ŠTimothy Bennett, CRA, OCT-C, Pennsylvania State Univ. Dept. of Ophthalmology



Medical imaging has made enormous strides in the 21st century as technology enables doctors to see the human body like never before. Computers and the internet enable patients in remote rural areas to get examined by specialists hundreds of miles away, all thanks to digital imaging.

Automation has also enabled medical technicians, nurses and doctors to do much of the work themselves.
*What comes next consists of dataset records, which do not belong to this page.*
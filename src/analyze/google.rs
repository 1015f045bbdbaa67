// src/analyze/google.rs
// =============================================================================
// This module asks Google whether the target URL is in its index, using a
// plain `site:` search. Google serves the full results page only to
// browser-looking clients, so the request carries a desktop User-Agent.
//
// The check is a heuristic: "did not match any documents" in the results
// body means not indexed, any other 200 body counts as indexed, and a
// blocked or failed request is reported as such rather than guessed at.
// =============================================================================

use crate::report::{Finding, Section};
use reqwest::Client;
use std::time::Duration;
use url::Url;

const SEARCH_ENDPOINT: &str = "https://www.google.com/search";
const DESKTOP_UA: &str = "Mozilla/5.0 (Windows NT 10.0; Win64; x64) AppleWebKit/537.36 \
                          (KHTML, like Gecko) Chrome/120.0.0.0 Safari/537.36";
const NO_RESULTS_MARKER: &str = "did not match any documents";

/// Google index presence for the target URL
pub async fn google_section(target: &Url, timeout: Duration) -> Section {
    site_search(SEARCH_ENDPOINT, target, timeout).await
}

async fn site_search(endpoint: &str, target: &Url, timeout: Duration) -> Section {
    let mut section = Section::new("Google Search Analysis");

    let client = match Client::builder().timeout(timeout).build() {
        Ok(client) => client,
        Err(e) => {
            section.push(Finding::fail("Google", format!("HTTP client error: {}", e)));
            return section;
        }
    };

    let query = format!("site:{}", target);
    let result = client
        .get(endpoint)
        .query(&[("q", query.as_str())])
        .header("User-Agent", DESKTOP_UA)
        .send()
        .await;

    match result {
        Ok(response) => {
            let status = response.status().as_u16();
            match response.text().await {
                Ok(body) => section.push(judge_results(target, status, &body)),
                Err(e) => {
                    section.push(Finding::fail("Google", format!("Could not read results: {}", e)))
                }
            }
        }
        Err(e) => section.push(Finding::fail("Google", format!("Search request failed: {}", e))),
    }
    section
}

fn judge_results(target: &Url, status: u16, body: &str) -> Finding {
    if status != 200 {
        return Finding::fail(
            "Google",
            format!("Search returned status {}, cannot determine indexing.", status),
        );
    }
    if body.contains(NO_RESULTS_MARKER) {
        Finding::fail("Google", format!("{} is not indexed by Google.", target))
    } else {
        Finding::good("Google", format!("{} is indexed by Google.", target))
    }
}

#[cfg(test)]
mod tests {
    use super::*;
    use crate::report::Status;
    use wiremock::matchers::{method, path, query_param};
    use wiremock::{Mock, MockServer, ResponseTemplate};

    fn target() -> Url {
        Url::parse("https://example.com/").unwrap()
    }

    #[test]
    fn test_no_results_marker_means_not_indexed() {
        let finding = judge_results(&target(), 200, "Your search did not match any documents.");
        assert_eq!(finding.status, Status::Fail);
        assert!(finding.content.contains("not indexed"));
    }

    #[test]
    fn test_results_body_means_indexed() {
        let finding = judge_results(&target(), 200, "<div>About 1 result</div>");
        assert_eq!(finding.status, Status::Good);
    }

    #[test]
    fn test_blocked_request_is_reported_not_guessed() {
        let finding = judge_results(&target(), 429, "");
        assert_eq!(finding.status, Status::Fail);
        assert!(finding.content.contains("429"));
    }

    #[tokio::test]
    async fn test_site_search_sends_site_query() {
        let server = MockServer::start().await;
        Mock::given(method("GET"))
            .and(path("/search"))
            .and(query_param("q", "site:https://example.com/"))
            .respond_with(ResponseTemplate::new(200).set_body_string("About 3 results"))
            .expect(1)
            .mount(&server)
            .await;

        let endpoint = format!("{}/search", server.uri());
        let section = site_search(&endpoint, &target(), Duration::from_secs(5)).await;

        assert_eq!(section.findings[0].status, Status::Good);
    }
}
// src/analyze/content.rs
// =============================================================================
// This module reads the SEO-relevant content structure out of the page:
//
// - head_section: <title>, meta description, and canonical link from the
//   <head>, each judged against the character ranges search engines
//   actually display (title 50-60, description 150-160)
// - headings_section: every H1/H2/H3 in document order, with an H1 length
//   limit of 70 characters and explicit failures for "no H1" and
//   "more than one H1"
//
// Both are single-pass scans over the parsed document. No network.
// =============================================================================

use crate::fetch::ResolvedPage;
use crate::report::{Finding, Section, Status};
use scraper::{Html, Selector};

// SEO character count limits
const TITLE_LIMITS: (usize, usize) = (50, 60);
const DESCRIPTION_LIMITS: (usize, usize) = (150, 160);
const H1_LIMIT: usize = 70;

/// Title, meta description, and canonical link from the page head
pub fn head_section(page: &ResolvedPage) -> Section {
    let mut section = Section::new("SEO Header Analysis");
    let document = Html::parse_document(&page.body);

    let head_selector = Selector::parse("head").unwrap();
    if document.select(&head_selector).next().is_none() {
        section.push(Finding::fail("Header", "No <head> section found."));
        return section;
    }

    let title = select_text(&document, "head > title");
    section.push(judged(
        "Title",
        title.as_deref().unwrap_or(""),
        TITLE_LIMITS,
    ));

    let description = select_attr(&document, r#"head meta[name="description"]"#, "content");
    section.push(judged(
        "Description",
        description.as_deref().unwrap_or(""),
        DESCRIPTION_LIMITS,
    ));

    if let Some(canonical) = select_attr(&document, r#"head link[rel="canonical"]"#, "href") {
        section.push(Finding::good("Canonical", canonical));
    }

    section
}

/// H1/H2/H3 texts in document order
pub fn headings_section(page: &ResolvedPage) -> Section {
    let mut section = Section::new("SEO Content Analysis");
    let document = Html::parse_document(&page.body);

    let h1_selector = Selector::parse("h1").unwrap();
    let h1_count = document.select(&h1_selector).count();
    if h1_count == 0 {
        section.push(Finding::fail("Headings", "No H1 tag found."));
    }

    // One combined selector keeps the headings in document order instead
    // of listing all H1s, then all H2s, then all H3s
    let selector = Selector::parse("h1, h2, h3").unwrap();
    for element in document.select(&selector) {
        let name = element.value().name().to_uppercase();
        let text: String = element.text().collect::<String>().trim().to_string();

        let status = if name == "H1" {
            evaluate_length(&text, (1, H1_LIMIT))
        } else if text.is_empty() {
            Status::Fail
        } else {
            Status::Good
        };
        section.push(Finding::from_parts(status, &name, text));
    }

    if h1_count > 1 {
        section.push(Finding::fail("Headings", "Multiple H1 tags found."));
    }

    section
}

// Judges a head field against its optimal character range
fn judged(label: &str, content: &str, limits: (usize, usize)) -> Finding {
    Finding::from_parts(evaluate_length(content, limits), label, content.to_string())
}

// Empty content fails; in-range content is good; anything else is neutral
// (present but not the length search engines prefer)
fn evaluate_length(content: &str, (min, max): (usize, usize)) -> Status {
    if content.is_empty() {
        Status::Fail
    } else if (min..=max).contains(&content.chars().count()) {
        Status::Good
    } else {
        Status::Neutral
    }
}

fn select_text(document: &Html, selector: &str) -> Option<String> {
    let selector = Selector::parse(selector).unwrap();
    document
        .select(&selector)
        .next()
        .map(|el| el.text().collect::<String>().trim().to_string())
}

fn select_attr(document: &Html, selector: &str, attr: &str) -> Option<String> {
    let selector = Selector::parse(selector).unwrap();
    document
        .select(&selector)
        .next()
        .and_then(|el| el.value().attr(attr))
        .map(|s| s.to_string())
}
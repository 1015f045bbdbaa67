// src/fetch/mod.rs
// =============================================================================
// This module owns everything between "a URL string" and "a resolved page".
//
// Submodules:
// - client: Makes a single HTTP GET and returns a typed response or failure
// - resolver: Follows redirect chains hop by hop, bounded and cycle-safe
//
// This file (mod.rs) is the module root - it re-exports the public API so
// the rest of the application can write `fetch::Resolver` instead of
// `fetch::resolver::Resolver`.
// =============================================================================

mod client;
mod resolver;

pub use client::{FetchError, FetchResponse, Fetcher};
pub use resolver::{Hop, Outcome, Resolution, ResolvedPage, Resolver};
Computer programs like PowerPoint and the macro settings on point & shoot cameras saves both time and money; and with rising medical expenses, the photo departments, not covered by insurance, have forced many medical photographers do more than ever before.

First Health of the Carolinas began replacing film based radiological technology with an online digital capture and storage system in 2005 and according to Mike McCarty, director of Imaging, their annual film budget was cut from $800,000 a year to just $50,000.

Adam Cooper, RBP, FBCA and North Shore-LIJ Studios filled a need and survived where other medical photo departments disappeared as hospitals with tightening health care benefits strive to cut overhead.

North Shore-LIJ Studios saves the hospital money as a full service studio doing both video and still photography, micro and macro close-up photography, before and after surgical imaging, along with taking executive portraits, providing all the photos for several annual reports, covering black-tie events, creating posters and designing and running video conferences for 15 hospitals in the North Shore-Long Island Jewish Health System (New York), the third largest health system in America.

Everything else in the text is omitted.